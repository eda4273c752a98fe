//! High-level client API for fragment backends
//!
//! `FragmentBackend` turns one fragment locator into an opened byte stream.
//! `FragmentClient` sits on top of any backend and implements the read path
//! used by the VFS: order the fragments, open each with a bounded wait, and wrap
//! the result in a `FragmentReader`.

use std::sync::Arc;
use std::time::Duration;

use async_trait::async_trait;

use crate::domain::entry::FragmentRef;
use crate::error::AppError;
use crate::fragment::{FragmentReader, FragmentStream, IdleDeadline, order};

pub type BackendError = Box<dyn std::error::Error + Send + Sync>;

#[async_trait]
pub trait FragmentBackend: Send + Sync {
    /// Short name used in logs (`cdn`, `bucket`, `local`).
    fn name(&self) -> &'static str;

    /// Backend-specific address of a fragment (URL, object key, file path).
    fn locate(&self, fragment: &FragmentRef) -> String;

    async fn open_fragment(
        &self,
        fragment: &FragmentRef,
    ) -> Result<Box<dyn FragmentStream>, BackendError>;
}

/// Key of a fragment below a backend's root: `{container}/{object}/{sequence}`.
pub fn fragment_key(fragment: &FragmentRef) -> String {
    format!(
        "{}/{}/{}",
        fragment.container_id, fragment.object_id, fragment.sequence_name
    )
}

#[derive(Clone)]
pub struct FragmentClient {
    backend: Arc<dyn FragmentBackend>,
    fetch_timeout: Duration,
}

impl FragmentClient {
    pub fn new(backend: Arc<dyn FragmentBackend>, fetch_timeout: Duration) -> Self {
        Self {
            backend,
            fetch_timeout,
        }
    }

    pub fn backend_name(&self) -> &'static str {
        self.backend.name()
    }

    /// Opens every fragment up front, in sequence order. If any of them cannot be
    /// opened the streams opened so far are closed and the whole read fails.
    ///
    /// The fetch timeout bounds both the open and every later read that waits on a
    /// fragment; a stalled body fails with `ErrorKind::TimedOut`.
    #[tracing::instrument(skip_all, fields(backend = self.backend.name(), fragments = fragments.len()))]
    pub async fn read_fragments(
        &self,
        fragments: &[FragmentRef],
    ) -> Result<FragmentReader, AppError> {
        let ordered = order(fragments.to_vec());
        let mut opened: Vec<Box<dyn FragmentStream>> = Vec::with_capacity(ordered.len());

        for fragment in &ordered {
            match self.open(fragment).await {
                Ok(stream) => opened.push(stream),
                Err(e) => {
                    let mut partial = FragmentReader::new(opened);
                    if let Err(close_err) = partial.close().await {
                        tracing::warn!("failed to release opened fragments: {close_err}");
                    }
                    return Err(e);
                }
            }
        }

        tracing::debug!("opened {} fragment streams", opened.len());
        Ok(FragmentReader::new(opened))
    }

    async fn open(&self, fragment: &FragmentRef) -> Result<Box<dyn FragmentStream>, AppError> {
        let locator = self.backend.locate(fragment);
        match tokio::time::timeout(self.fetch_timeout, self.backend.open_fragment(fragment)).await
        {
            Ok(Ok(stream)) => Ok(Box::new(IdleDeadline::new(stream, locator, self.fetch_timeout))),
            Ok(Err(e)) => Err(AppError::FragmentUnavailable {
                locator,
                reason: e.to_string(),
            }),
            Err(_) => Err(AppError::Timeout(format!("fetching fragment {locator}"))),
        }
    }
}

#[cfg(test)]
mod tests {
    use super::*;
    use crate::cadapter::localfs::LocalFsBackend;
    use crate::fragment::ReaderFragment;
    use tokio::io::{AsyncReadExt, AsyncWriteExt, DuplexStream};

    struct StalledBackend;

    #[async_trait]
    impl FragmentBackend for StalledBackend {
        fn name(&self) -> &'static str {
            "stalled"
        }

        fn locate(&self, fragment: &FragmentRef) -> String {
            fragment_key(fragment)
        }

        async fn open_fragment(
            &self,
            _fragment: &FragmentRef,
        ) -> Result<Box<dyn FragmentStream>, BackendError> {
            futures::future::pending().await
        }
    }

    /// Opens fine, sends two bytes of the body and then goes quiet.
    #[derive(Default)]
    struct StallingBodyBackend {
        writers: tokio::sync::Mutex<Vec<DuplexStream>>,
    }

    #[async_trait]
    impl FragmentBackend for StallingBodyBackend {
        fn name(&self) -> &'static str {
            "stalling"
        }

        fn locate(&self, fragment: &FragmentRef) -> String {
            fragment_key(fragment)
        }

        async fn open_fragment(
            &self,
            fragment: &FragmentRef,
        ) -> Result<Box<dyn FragmentStream>, BackendError> {
            let (mut tx, rx) = tokio::io::duplex(64);
            tx.write_all(b"ab").await?;
            self.writers.lock().await.push(tx);
            Ok(Box::new(ReaderFragment::new(fragment_key(fragment), rx)))
        }
    }

    #[tokio::test]
    async fn test_reads_fragments_in_sequence_order() {
        let tmp = tempfile::tempdir().unwrap();
        let backend = LocalFsBackend::new(tmp.path());
        let first = FragmentRef::new(1, "chan", "m1", 2);
        let second = FragmentRef::new(2, "chan", "m2", 2);
        backend.put_fragment(&first, b"AB").await.unwrap();
        backend.put_fragment(&second, b"CD").await.unwrap();

        let client = FragmentClient::new(Arc::new(backend), Duration::from_secs(5));
        let mut reader = client
            .read_fragments(&[second.clone(), first.clone()])
            .await
            .unwrap();
        let mut out = String::new();
        reader.read_to_string(&mut out).await.unwrap();
        assert_eq!(out, "ABCD");
        reader.close().await.unwrap();
    }

    #[tokio::test]
    async fn test_missing_fragment_aborts_the_read() {
        let tmp = tempfile::tempdir().unwrap();
        let backend = LocalFsBackend::new(tmp.path());
        let present = FragmentRef::new(1, "chan", "m1", 2);
        backend.put_fragment(&present, b"AB").await.unwrap();
        let missing = FragmentRef::new(2, "chan", "m2", 2);

        let client = FragmentClient::new(Arc::new(backend), Duration::from_secs(5));
        let err = client.read_fragments(&[present, missing]).await.err().unwrap();
        assert!(
            matches!(err, AppError::FragmentUnavailable { ref locator, .. } if locator.ends_with("chan/m2/2"))
        );
    }

    #[tokio::test]
    async fn test_fetch_is_bounded_by_timeout() {
        let client = FragmentClient::new(Arc::new(StalledBackend), Duration::from_millis(20));
        let err = client
            .read_fragments(&[FragmentRef::new(1, "c", "o", 0)])
            .await
            .err()
            .unwrap();
        assert!(matches!(err, AppError::Timeout(_)));
    }

    #[tokio::test]
    async fn test_no_fragments_gives_empty_reader() {
        let client = FragmentClient::new(Arc::new(StalledBackend), Duration::from_millis(20));
        let reader = client.read_fragments(&[]).await.unwrap();
        assert!(reader.is_empty());
        assert_eq!(client.backend_name(), "stalled");
    }

    #[tokio::test]
    async fn test_stalled_body_is_bounded_by_timeout() {
        let client = FragmentClient::new(
            Arc::new(StallingBodyBackend::default()),
            Duration::from_millis(50),
        );
        let mut reader = client
            .read_fragments(&[FragmentRef::new(1, "c", "o", 10)])
            .await
            .unwrap();

        let mut out = Vec::new();
        let res = tokio::time::timeout(Duration::from_secs(3), reader.read_to_end(&mut out))
            .await
            .expect("the fetch timeout must end a stalled read");
        assert_eq!(res.unwrap_err().kind(), std::io::ErrorKind::TimedOut);
        reader.close().await.unwrap();
    }
}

# # # #

Look through the data above and return exactly the lines from the one that contains "let mut out = String::new();" to the one that contains "let reader = client.read_fragments(&[]).await.unwrap();", inclusive, with nothing else.

▶ **SOLUTION TO THIS EXERCISE**
        let mut out = String::new();
        reader.read_to_string(&mut out).await.unwrap();
        assert_eq!(out, "ABCD");
        reader.close().await.unwrap();
    }

    #[tokio::test]
    async fn test_missing_fragment_aborts_the_read() {
        let tmp = tempfile::tempdir().unwrap();
        let backend = LocalFsBackend::new(tmp.path());
        let present = FragmentRef::new(1, "chan", "m1", 2);
        backend.put_fragment(&present, b"AB").await.unwrap();
        let missing = FragmentRef::new(2, "chan", "m2", 2);

        let client = FragmentClient::new(Arc::new(backend), Duration::from_secs(5));
        let err = client.read_fragments(&[present, missing]).await.err().unwrap();
        assert!(
            matches!(err, AppError::FragmentUnavailable { ref locator, .. } if locator.ends_with("chan/m2/2"))
        );
    }

    #[tokio::test]
    async fn test_fetch_is_bounded_by_timeout() {
        let client = FragmentClient::new(Arc::new(StalledBackend), Duration::from_millis(20));
        let err = client
            .read_fragments(&[FragmentRef::new(1, "c", "o", 0)])
            .await
            .err()
            .unwrap();
        assert!(matches!(err, AppError::Timeout(_)));
    }

    #[tokio::test]
    async fn test_no_fragments_gives_empty_reader() {
        let client = FragmentClient::new(Arc::new(StalledBackend), Duration::from_millis(20));
        let reader = client.read_fragments(&[]).await.unwrap();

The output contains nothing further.